Re: [PATCH ghak90 V9 10/13] audit: add support for containerid to network namespaces

Richard Guy Briggs <rgb@xxxxxxxxxx> · Tue, 21 Jul 2020 18:05:48 -0400

On 2020-07-05 11:11, Paul Moore wrote:
> On Sat, Jun 27, 2020 at 9:23 AM Richard Guy Briggs <rgb@xxxxxxxxxx> wrote:
> >
> > This also adds support to qualify NETFILTER_PKT records.
> >
> > Audit events could happen in a network namespace outside of a task
> > context due to packets received from the net that trigger an auditing
> > rule prior to being associated with a running task.  The network
> > namespace could be in use by multiple containers by association to the
> > tasks in that network namespace.  We still want a way to attribute
> > these events to any potential containers.  Keep a list per network
> > namespace to track these audit container identifiiers.
> >
> > Add/increment the audit container identifier on:
> > - initial setting of the audit container identifier via /proc
> > - clone/fork call that inherits an audit container identifier
> > - unshare call that inherits an audit container identifier
> > - setns call that inherits an audit container identifier
> > Delete/decrement the audit container identifier on:
> > - an inherited audit container identifier dropped when child set
> > - process exit
> > - unshare call that drops a net namespace
> > - setns call that drops a net namespace
> >
> > Add audit container identifier auxiliary record(s) to NETFILTER_PKT
> > event standalone records.  Iterate through all potential audit container
> > identifiers associated with a network namespace.
> >
> > Please see the github audit kernel issue for contid net support:
> >   https://github.com/linux-audit/audit-kernel/issues/92
> > Please see the github audit testsuiite issue for the test case:
> >   https://github.com/linux-audit/audit-testsuite/issues/64
> > Please see the github audit wiki for the feature overview:
> >   https://github.com/linux-audit/audit-kernel/wiki/RFE-Audit-Container-ID
> > Signed-off-by: Richard Guy Briggs <rgb@xxxxxxxxxx>
> > Acked-by: Neil Horman <nhorman@xxxxxxxxxxxxx>
> > Reviewed-by: Ondrej Mosnacek <omosnace@xxxxxxxxxx>
> > ---
> >  include/linux/audit.h    |  20 ++++++
> >  kernel/audit.c           | 156 ++++++++++++++++++++++++++++++++++++++++++++++-
> >  kernel/nsproxy.c         |   4 ++
> >  net/netfilter/nft_log.c  |  11 +++-
> >  net/netfilter/xt_AUDIT.c |  11 +++-
> >  5 files changed, 195 insertions(+), 7 deletions(-)
> >
> > diff --git a/include/linux/audit.h b/include/linux/audit.h
> > index c4a755ae0d61..304fbb7c3c5b 100644
> > --- a/include/linux/audit.h
> > +++ b/include/linux/audit.h
> > @@ -128,6 +128,13 @@ struct audit_task_info {
> >
> >  extern struct audit_task_info init_struct_audit;
> >
> > +struct audit_contobj_netns {
> > +       struct list_head        list;
> > +       struct audit_contobj    *obj;
> > +       int                     count;
> 
> This seems like it might be a good candidate for refcount_t, yes?

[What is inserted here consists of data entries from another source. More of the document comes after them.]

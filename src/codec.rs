//! Decoding of raw characteristic buffers into numeric field values.
//!
//! Every characteristic carries a fixed, ordered layout of scalar fields.
//! The board firmware packs them little-endian with no padding, so a buffer
//! is decoded by walking the layout and advancing a byte cursor per field.

use std::fmt;

/// Scalar type of a single field within a characteristic buffer.
#[derive(Debug, Clone, Copy, PartialEq, Eq)]
pub enum FieldType {
    /// Unsigned 8-bit integer, 1 byte.
    UInt8,
    /// Unsigned 16-bit integer, 2 bytes little-endian.
    UInt16,
    /// IEEE-754 single-precision float, 4 bytes little-endian.
    Float32,
}

impl FieldType {
    /// Number of bytes this field occupies on the wire.
    pub const fn width(self) -> usize {
        match self {
            FieldType::UInt8 => 1,
            FieldType::UInt16 => 2,
            FieldType::Float32 => 4,
        }
    }
}

/// Total wire size of a layout in bytes.
pub fn layout_width(layout: &[FieldType]) -> usize {
    layout.iter().map(|t| t.width()).sum()
}

/// A buffer was shorter than the layout it was decoded against.
#[derive(Debug, Clone, Copy, PartialEq, Eq)]
pub struct DecodeError {
    /// Bytes required by the layout.
    pub expected: usize,
    /// Bytes actually received.
    pub actual: usize,
}

impl fmt::Display for DecodeError {
    fn fmt(&self, f: &mut fmt::Formatter<'_>) -> fmt::Result {
        write!(
            f,
            "buffer too short: expected {} bytes, got {}",
            self.expected, self.actual
        )
    }
}

impl std::error::Error for DecodeError {}

/// Decode `buf` according to `layout`, one value per field type, in order.
///
/// All values are widened to `f64` so that downstream history buffers and
/// statistics work on a single numeric type. Fails if the buffer cannot
/// satisfy the full layout; a partial buffer is never silently truncated.
pub fn decode_fields(buf: &[u8], layout: &[FieldType]) -> Result<Vec<f64>, DecodeError> {
    let expected = layout_width(layout);
    if buf.len() < expected {
        return Err(DecodeError {
            expected,
            actual: buf.len(),
        });
    }

    let mut values = Vec::with_capacity(layout.len());
    let mut offset = 0;
    for &ty in layout {
        let value = match ty {
            FieldType::UInt8 => f64::from(buf[offset]),
            FieldType::UInt16 => {
                f64::from(u16::from_le_bytes([buf[offset], buf[offset + 1]]))
            }
            FieldType::Float32 => f64::from(f32::from_le_bytes([
                buf[offset],
                buf[offset + 1],
                buf[offset + 2],
                buf[offset + 3],
            ])),
        };
        values.push(value);
        offset += ty.width();
    }

    Ok(values)
}
//! Configuration for which sensors to stream and how.

use crate::error::Error;
use crate::registry::{Profile, Sensor};
use serde::{Deserialize, Serialize};
use std::time::Duration;

/// Streaming configuration.
#[derive(Debug, Clone, Serialize, Deserialize)]
pub struct Config {
    /// Sensors to bind and stream.
    pub enable: Vec<Sensor>,

    /// Read cadence for poll-mode sensors.
    #[serde(with = "duration_millis")]
    pub polling_interval: Duration,

    /// Capacity of every field's history window.
    pub window_size: usize,

    /// Emit a `<sensor>_mean` sample alongside each reading.
    pub mean: bool,

    /// Emit a `<sensor>_stddev` sample alongside each reading.
    pub stddev: bool,
}

impl Default for Config {
    fn default() -> Self {
        Self {
            enable: vec![Sensor::Accelerometer, Sensor::Gyroscope, Sensor::Magnetometer],
            polling_interval: Duration::from_millis(500),
            window_size: 64,
            mean: false,
            stddev: false,
        }
    }
}

impl Config {
    /// Build a configuration from sensor stream names.
    ///
    /// Fails with [`Error::UnknownSensor`] for any name outside the known
    /// set, before any transport interaction.
    pub fn with_sensors<'a, I>(names: I) -> Result<Self, Error>
    where
        I: IntoIterator<Item = &'a str>,
    {
        let enable = names
            .into_iter()
            .map(|name| Sensor::from_name(name).ok_or_else(|| Error::UnknownSensor(name.to_string())))
            .collect::<Result<Vec<_>, _>>()?;
        Ok(Self {
            enable,
            ..Self::default()
        })
    }

    /// Check this configuration against a board profile.
    ///
    /// Every enabled sensor must exist in the profile's descriptor table,
    /// and the window must be able to hold at least one sample.
    pub fn validate(&self, profile: Profile) -> Result<(), Error> {
        if self.window_size == 0 {
            return Err(Error::InvalidWindowSize);
        }
        for &sensor in &self.enable {
            if profile.descriptor(sensor).is_none() {
                return Err(Error::UnknownSensor(sensor.as_str().to_string()));
            }
        }
        Ok(())
    }
}

/// Serde support for millisecond-denominated durations.
mod duration_millis {
    use serde::{Deserialize, Deserializer, Serialize, Serializer};
    use std::time::Duration;

    pub fn serialize<S>(duration: &Duration, serializer: S) -> Result<S::Ok, S::Error>
    where
        S: Serializer,
    {
        (duration.as_millis() as u64).serialize(serializer)
    }

    pub fn deserialize<'de, D>(deserializer: D) -> Result<Duration, D::Error>
    where
        D: Deserializer<'de>,
    {
        let millis = u64::deserialize(deserializer)?;
        Ok(Duration::from_millis(millis))
    }
}

#[cfg(test)]
mod tests {
    use super::*;

    #[test]
    fn test_defaults_match_firmware_sketch() {
        let config = Config::default();
        assert_eq!(
            config.enable,
            vec![Sensor::Accelerometer, Sensor::Gyroscope, Sensor::Magnetometer]
        );
        assert_eq!(config.polling_interval, Duration::from_millis(500));
        assert_eq!(config.window_size, 64);
        assert!(!config.mean);
        assert!(!config.stddev);
    }

    #[test]
    fn test_with_sensors_parses_names() {
        let config = Config::with_sensors(["temperature", "humidity"]).unwrap();
        assert_eq!(config.enable, vec![Sensor::Temperature, Sensor::Humidity]);
    }

    #[test]
    fn test_with_sensors_rejects_unknown_name() {
        let err = Config::with_sensors(["accelerometer", "foo"]).unwrap_err();
        match err {
            Error::UnknownSensor(name) => assert_eq!(name, "foo"),
            other => panic!("expected UnknownSensor, got {other:?}"),
        }
    }

    #[test]
    fn test_validate_rejects_sensor_absent_from_profile() {
        let config = Config::with_sensors(["microphone"]).unwrap();
        assert!(config.validate(Profile::Nano33BleSense).is_ok());

        let err = config.validate(Profile::Nano33Ble).unwrap_err();
        assert!(matches!(err, Error::UnknownSensor(name) if name == "microphone"));
    }

    #[test]
    fn test_validate_rejects_zero_window() {
        let config = Config {
            window_size: 0,
            ..Config::default()
        };
        assert!(matches!(
            config.validate(Profile::Nano33BleSense),
            Err(Error::InvalidWindowSize)
        ));
    }

    #[test]
    fn test_polling_interval_serializes_as_millis() {
        let config = Config::default();
        let json = serde_json::to_value(&config).unwrap();
        assert_eq!(json["polling_interval"], 500);

        let back: Config = serde_json::from_value(json).unwrap();
        assert_eq!(back.polling_interval, Duration::from_millis(500));
    }
}
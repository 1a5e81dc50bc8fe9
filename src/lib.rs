//! nano33-ble - typed sensor streams for the Arduino Nano 33 BLE family.
//!
//! This library exposes the sensor suite of the Nano 33 BLE and Nano 33 BLE
//! Sense boards as named, typed data streams with optional rolling
//! statistics. The BLE stack itself is a collaborator behind the
//! [`transport`] traits; this crate owns characteristic decoding, bounded
//! per-field history, aggregate computation, and event publication.
//!
//! # Architecture
//!
//! ```text
//! ┌──────────────────────────────────────────────────────────────┐
//! │                          nano33-ble                          │
//! ├──────────────────────────────────────────────────────────────┤
//! │  ┌───────────┐   ┌──────────┐   ┌───────────┐   ┌─────────┐ │
//! │  │ Transport │──▶│  Codec   │──▶│  Windows  │──▶│  Events │ │
//! │  │ (traits)  │   │ (decode) │   │ (history) │   │ (mpsc)  │ │
//! │  └───────────┘   └──────────┘   └───────────┘   └─────────┘ │
//! │        ▲                                                     │
//! │        │          ┌───────────────────────┐                  │
//! │        └──────────│ Board (coordinator)   │                  │
//! │                   │  bind / stream / tear │                  │
//! │                   └───────────────────────┘                  │
//! └──────────────────────────────────────────────────────────────┘
//! ```
//!
//! # Example
//!
//! ```
//! use nano33_ble::{Board, Config, Profile};
//!
//! let config = Config::with_sensors(["accelerometer", "gyroscope"]).unwrap();
//! let board = Board::new(Profile::Nano33BleSense, config).unwrap();
//! assert_eq!(board.config().enable.len(), 2);
//! ```
//!
//! Connecting takes any [`transport::Transport`] implementation and yields
//! an event stream plus a session handle:
//!
//! ```text
//! match board.connect(&transport).await? {
//!     Some((mut events, handle)) => {
//!         while let Some(event) = events.recv().await { /* ... */ }
//!     }
//!     None => { /* no matching device; retry if desired */ }
//! }
//! ```

pub mod board;
pub mod codec;
pub mod config;
pub mod error;
pub mod event;
pub mod registry;
pub mod stats;
pub mod transport;

// Re-export key types at crate root for convenience
pub use board::{Board, BoardHandle, EventReceiver};
pub use codec::{decode_fields, DecodeError, FieldType};
pub use config::Config;
pub use error::Error;
pub use event::{BoardEvent, Sample, CONNECTED, DISCONNECTED, ERROR, SUFFIX_MEAN, SUFFIX_STDDEV};
pub use registry::{Delivery, Descriptor, Profile, Sensor, SERVICE_UUID};
pub use stats::{SampleWindow, StatsError};
pub use transport::{Channel, Device, Session, Transport, TransportError};

/// Library version.
pub const VERSION: &str = env!("CARGO_PKG_VERSION");
//! Terminal event handling. Captures keyboard, paste and resize events
//! from crossterm and dispatches them as Actions.
//!
//! The handler operates in two modes:
//! - Normal: keys are mapped to shortcuts (quit, navigate, select).
//! - Editing: keys are forwarded as raw CharInput/BackspaceInput so text
//!   fields can receive typed characters.
//!
//! The current InputMode is shared between the App and EventHandler via
//! an Arc<AtomicU8>.

use crossterm::event::{self, Event, KeyCode, KeyEvent, KeyEventKind, KeyModifiers};
use std::sync::atomic::{AtomicU8, Ordering};
use std::sync::Arc;
use std::time::Duration;
use tokio::sync::mpsc;

use crate::action::{Action, InputMode};

/// Encode InputMode as u8 for atomic sharing.
const MODE_NORMAL: u8 = 0;
const MODE_EDITING: u8 = 1;

/// Shared flag the App sets so the EventHandler knows which keymap to use.
pub type InputModeFlag = Arc<AtomicU8>;

pub fn new_input_mode_flag() -> InputModeFlag {
    Arc::new(AtomicU8::new(MODE_NORMAL))
}

pub fn set_input_mode(flag: &InputModeFlag, mode: InputMode) {
    let val = match mode {
        InputMode::Normal => MODE_NORMAL,
        InputMode::Editing => MODE_EDITING,
    };
    flag.store(val, Ordering::Relaxed);
}

fn get_input_mode(flag: &InputModeFlag) -> InputMode {
    match flag.load(Ordering::Relaxed) {
        MODE_EDITING => InputMode::Editing,
        _ => InputMode::Normal,
    }
}

/// Event loop that reads terminal events and sends Actions.
pub struct EventHandler {
    tx: mpsc::UnboundedSender<Action>,
    tick_rate: Duration,
    mode_flag: InputModeFlag,
}

impl EventHandler {
    pub fn new(
        tx: mpsc::UnboundedSender<Action>,
        tick_rate: Duration,
        mode_flag: InputModeFlag,
    ) -> Self {
        Self {
            tx,
            tick_rate,
            mode_flag,
        }
    }

    /// Run the event loop. This blocks and should be spawned in a task.
    pub async fn run(&self) {
        let (event_tx, event_rx) = mpsc::unbounded_channel();
        spawn_reader(event_tx);
        self.pump(event_rx).await;
    }

    /// Interleave ticks with terminal events until either channel closes.
    async fn pump(&self, mut events: mpsc::UnboundedReceiver<Event>) {
        let mut interval = tokio::time::interval(self.tick_rate);

        loop {
            let action = tokio::select! {
                _ = interval.tick() => Some(Action::Tick),
                event = events.recv() => match event {
                    Some(event) => self.map_event(event),
                    None => break,
                },
            };

            if let Some(action) = action {
                if self.tx.send(action).is_err() {
                    break;
                }
            }
        }
    }

    fn map_event(&self, event: Event) -> Option<Action> {
        match event {
            Event::Key(key) if key.kind != KeyEventKind::Release => self.map_key(key),
            Event::Paste(text) => Some(Action::PasteBulk(text)),
            Event::Resize(_, _) => Some(Action::Tick),
            _ => None,
        }
    }

    fn map_key(&self, key: KeyEvent) -> Option<Action> {
        // Ctrl+C always quits regardless of mode.
        if key.modifiers.contains(KeyModifiers::CONTROL) && key.code == KeyCode::Char('c') {
            return Some(Action::Quit);
        }

        match key.code {
            KeyCode::F(1) => return Some(Action::ToggleHelp),
            KeyCode::F(2) => return Some(Action::ToggleSettings),
            _ => {}
        }

        match get_input_mode(&self.mode_flag) {
            InputMode::Editing => map_key_editing(key),
            InputMode::Normal => map_key_normal(key),
        }
    }
}

/// Read terminal events on a dedicated thread. A single reader owns
/// crossterm's queue, so no event is read and then dropped.
fn spawn_reader(tx: mpsc::UnboundedSender<Event>) {
    std::thread::spawn(move || loop {
        match event::poll(Duration::from_millis(250)) {
            Ok(true) => match event::read() {
                Ok(event) => {
                    if tx.send(event).is_err() {
                        break;
                    }
                }
                Err(e) => {
                    tracing::warn!("terminal read failed: {e}");
                    break;
                }
            },
            Ok(false) if tx.is_closed() => break,
            Ok(false) => {}
            Err(e) => {
                tracing::warn!("terminal poll failed: {e}");
                break;
            }
        }
    });
}

/// Key mapping when a text field is focused. Most keys become character
/// input; only a few are reserved for navigation.
fn map_key_editing(key: KeyEvent) -> Option<Action> {
    if key.modifiers.contains(KeyModifiers::CONTROL) {
        return match key.code {
            KeyCode::Char('w') => Some(Action::DeleteWord),
            KeyCode::Char('l') => Some(Action::ClearForm),
            KeyCode::Char('s') => Some(Action::ToggleSettings),
            _ => None,
        };
    }

    match key.code {
        KeyCode::Esc => Some(Action::Back),
        KeyCode::Tab | KeyCode::BackTab => Some(Action::SwitchInputField),
        KeyCode::Enter => Some(Action::SubmitForm),
        KeyCode::Up => Some(Action::ScrollUp),
        KeyCode::Down => Some(Action::ScrollDown),
        KeyCode::Left => Some(Action::PagePrev),
        KeyCode::Right => Some(Action::PageNext),
        KeyCode::Backspace => Some(Action::BackspaceInput),
        KeyCode::Char(c) => Some(Action::CharInput(c)),
        _ => None,
    }
}

/// Key mapping in normal mode: single-key shortcuts.
fn map_key_normal(key: KeyEvent) -> Option<Action> {
    match key.code {
        KeyCode::Char('q') => Some(Action::Quit),
        KeyCode::Char('?') => Some(Action::ToggleHelp),
        KeyCode::Char('s') => Some(Action::ToggleSettings),
        KeyCode::Esc | KeyCode::Backspace => Some(Action::Back),
        KeyCode::Up | KeyCode::Char('k') => Some(Action::ScrollUp),
        KeyCode::Down | KeyCode::Char('j') => Some(Action::ScrollDown),
        KeyCode::Left | KeyCode::Char('h') => Some(Action::SelectPrev),
        KeyCode::Right | KeyCode::Char('l') => Some(Action::SelectNext),
        KeyCode::Char('[') => Some(Action::PagePrev),
        KeyCode::Char(']') => Some(Action::PageNext),
        KeyCode::Enter | KeyCode::Char(' ') => Some(Action::Confirm),
        KeyCode::Char('r') => Some(Action::Recommend),

        // Side branches from the category screen.
        KeyCode::Char('c') => Some(Action::OpenChat),
        KeyCode::Char('i') => Some(Action::OpenInventory),
        KeyCode::Char('p') => Some(Action::OpenComparer),

        _ => None,
    }
}
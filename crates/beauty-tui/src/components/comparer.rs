//! Side-by-side product comparison with the service's written analysis.

use ratatui::layout::{Alignment, Constraint, Layout, Rect};
use ratatui::text::{Line, Span};
use ratatui::widgets::{Block, Borders, Paragraph, Wrap};
use ratatui::Frame;

use beauty_core::analysis::{format_analysis, Block as AnalysisBlock};
use beauty_core::product::{format_price, ProductDetail};
use beauty_core::session::Field;
use beauty_core::{Msg, Session};

use crate::action::Action;
use crate::components::input::{edit_msg, render_input};
use crate::components::{Component, SPINNER};
use crate::theme::Theme;

/// Colors listed per product card.
const MAX_COLORS: usize = 3;

#[derive(Debug, Clone, Copy, PartialEq, Eq)]
enum Focus {
    First,
    Second,
}

impl Focus {
    fn field(self) -> Field {
        match self {
            Focus::First => Field::CompareFirst,
            Focus::Second => Field::CompareSecond,
        }
    }

    fn toggle(self) -> Self {
        match self {
            Focus::First => Focus::Second,
            Focus::Second => Focus::First,
        }
    }
}

pub struct ComparerComponent {
    focus: Focus,
    scroll: u16,
    spinner: usize,
}

impl ComparerComponent {
    pub fn new() -> Self {
        Self {
            focus: Focus::First,
            scroll: 0,
            spinner: 0,
        }
    }

    pub fn reset(&mut self) {
        self.focus = Focus::First;
        self.scroll = 0;
    }
}

impl Default for ComparerComponent {
    fn default() -> Self {
        Self::new()
    }
}

impl Component for ComparerComponent {
    fn handle_action(&mut self, action: &Action, session: &Session) -> Option<Msg> {
        match action {
            Action::Tick => {
                self.spinner = (self.spinner + 1) % SPINNER.len();
                None
            }
            Action::SwitchInputField => {
                self.focus = self.focus.toggle();
                None
            }
            Action::SubmitForm => {
                // Enter on the first box moves on while the second is still empty.
                if self.focus == Focus::First && session.compare_second.trim().is_empty() {
                    self.focus = Focus::Second;
                    return None;
                }
                self.scroll = 0;
                Some(Msg::Compare)
            }
            Action::ClearForm => {
                self.reset();
                Some(Msg::ClearComparison)
            }
            Action::ScrollUp => {
                self.scroll = self.scroll.saturating_sub(1);
                None
            }
            Action::ScrollDown => {
                self.scroll = self.scroll.saturating_add(1);
                None
            }
            other => edit_msg(other, self.focus.field()),
        }
    }

    fn render(&self, frame: &mut Frame, area: Rect, session: &Session) {
        let chunks = Layout::vertical([Constraint::Length(3), Constraint::Min(5)]).split(area);
        let inputs = Layout::horizontal([Constraint::Percentage(50), Constraint::Percentage(50)])
            .split(chunks[0]);

        render_input(
            frame,
            inputs[0],
            "First product",
            &session.compare_first,
            "Name or SKU",
            self.focus == Focus::First,
        );
        render_input(
            frame,
            inputs[1],
            "Second product",
            &session.compare_second,
            "Name or SKU",
            self.focus == Focus::Second,
        );

        let mut title = vec![Span::styled(" Product Comparer ", Theme::title())];
        if session.compare_loading {
            title.push(Span::styled(
                format!("{} Comparing... ", SPINNER[self.spinner % SPINNER.len()]),
                Theme::muted(),
            ));
        }
        let block = Block::default()
            .title(Line::from(title))
            .borders(Borders::ALL)
            .border_style(Theme::dim());
        let inner = block.inner(chunks[1]);
        frame.render_widget(block, chunks[1]);

        let Some(comparison) = &session.comparison else {
            frame.render_widget(
                Paragraph::new(vec![
                    Line::from(Span::styled(
                        "Enter two products and press Enter to compare.",
                        Theme::dim(),
                    )),
                    Line::from(vec![
                        Span::styled("[Tab]", Theme::key_hint()),
                        Span::styled(" switch box  ", Theme::dim()),
                        Span::styled("[Ctrl+L]", Theme::key_hint()),
                        Span::styled(" clear", Theme::dim()),
                    ]),
                ]),
                inner,
            );
            return;
        };

        let body = Layout::vertical([Constraint::Length(9), Constraint::Min(3)]).split(inner);
        let cards = Layout::horizontal([
            Constraint::Min(10),
            Constraint::Length(6),
            Constraint::Min(10),
        ])
        .split(body[0]);

        render_product(frame, cards[0], comparison.product1.as_ref());
        let vs_row = Rect {
            y: cards[1].y + cards[1].height / 2,
            height: 1,
            ..cards[1]
        };
        frame.render_widget(
            Paragraph::new(Span::styled("VS", Theme::title())).alignment(Alignment::Center),
            vs_row,
        );
        render_product(frame, cards[2], comparison.product2.as_ref());

        let mut lines = vec![Line::from(Span::styled("Expert Analysis", Theme::title()))];
        match comparison.analysis.as_deref() {
            Some(text) if !text.trim().is_empty() => lines.extend(analysis_lines(text)),
            _ => lines.push(Line::from(Span::styled(
                "No analysis available.",
                Theme::dim(),
            ))),
        }
        frame.render_widget(
            Paragraph::new(lines)
                .wrap(Wrap { trim: false })
                .scroll((self.scroll, 0)),
            body[1],
        );
    }
}

fn render_product(frame: &mut Frame, area: Rect, product: Option<&ProductDetail>) {
    let block = Block::default()
        .borders(Borders::ALL)
        .border_style(Theme::border());

    let Some(product) = product else {
        frame.render_widget(
            Paragraph::new(Span::styled("No details", Theme::dim())).block(block),
            area,
        );
        return;
    };

    let mut lines = vec![
        Line::from(Span::styled(product.name.clone(), Theme::header())),
        Line::from(Span::styled(product.brand.clone(), Theme::muted())),
    ];
    if let Some(price) = format_price(product.price) {
        lines.push(Line::from(Span::styled(price, Theme::price())));
    }
    if let Some(category) = &product.category {
        lines.push(Line::from(Span::styled(category.clone(), Theme::badge())));
    }
    if !product.colors.is_empty() {
        let colors: Vec<&str> = product
            .colors
            .iter()
            .take(MAX_COLORS)
            .map(String::as_str)
            .collect();
        lines.push(Line::from(vec![
            Span::styled("Colors: ", Theme::dim()),
            Span::styled(colors.join(", "), Theme::normal()),
        ]));
    }
    if let Some(finish) = product.finishes.first() {
        lines.push(Line::from(vec![
            Span::styled("Finish: ", Theme::dim()),
            Span::styled(finish.clone(), Theme::normal()),
        ]));
    }
    if !product.sku_id.is_empty() {
        lines.push(Line::from(Span::styled(
            format!("SKU: {}", product.sku_id),
            Theme::dim(),
        )));
    }

    frame.render_widget(
        Paragraph::new(lines).wrap(Wrap { trim: true }).block(block),
        area,
    );
}

fn analysis_lines(text: &str) -> Vec<Line<'static>> {
    let mut lines = Vec::new();
    for block in format_analysis(text) {
        match block {
            AnalysisBlock::Heading(title) => {
                lines.push(Line::default());
                lines.push(Line::from(Span::styled(title, Theme::header())));
            }
            AnalysisBlock::Bullet(item) => lines.push(Line::from(vec![
                Span::styled("  • ", Theme::badge()),
                Span::styled(item, Theme::normal()),
            ])),
            AnalysisBlock::Paragraph(para) => {
                lines.push(Line::from(Span::styled(para, Theme::normal())))
            }
        }
    }
    lines
}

I considered this before when converting the struct audit_contobj to
refcount_t, but decided against it since any updates are in the context
of a list traversal where it could be added to the list and so the
spinlock is already held anyways.

Is there a more efficent or elegant way of doing the locking around the
two list traversals below (_add and _del)?

I wonder about converting the count to refcount_t and only holding the
spinlock for the list_add_rcu() in the _add case.  And for the _del case
holding the spinlock only for the list_del_rcu().

These are the only two locations items are added or deleted from the
lists.

Somewhat related to this is does the list order matter?  Items are
currently added at the end of the list which likely makes locking
simpler, though the start of the list is a simple change.  However,
unless we understand the profile of read use of these lists for
reporting contid use in audit_log_netns_contid_list() I don't think
order matters significantly.  It could be that reporting of a contid
goes down in frequency over the lifetime of a contid that inserting them
at the beginning of the list would be best.  This is not a visible
implementation detail so later optimization should pose no problem.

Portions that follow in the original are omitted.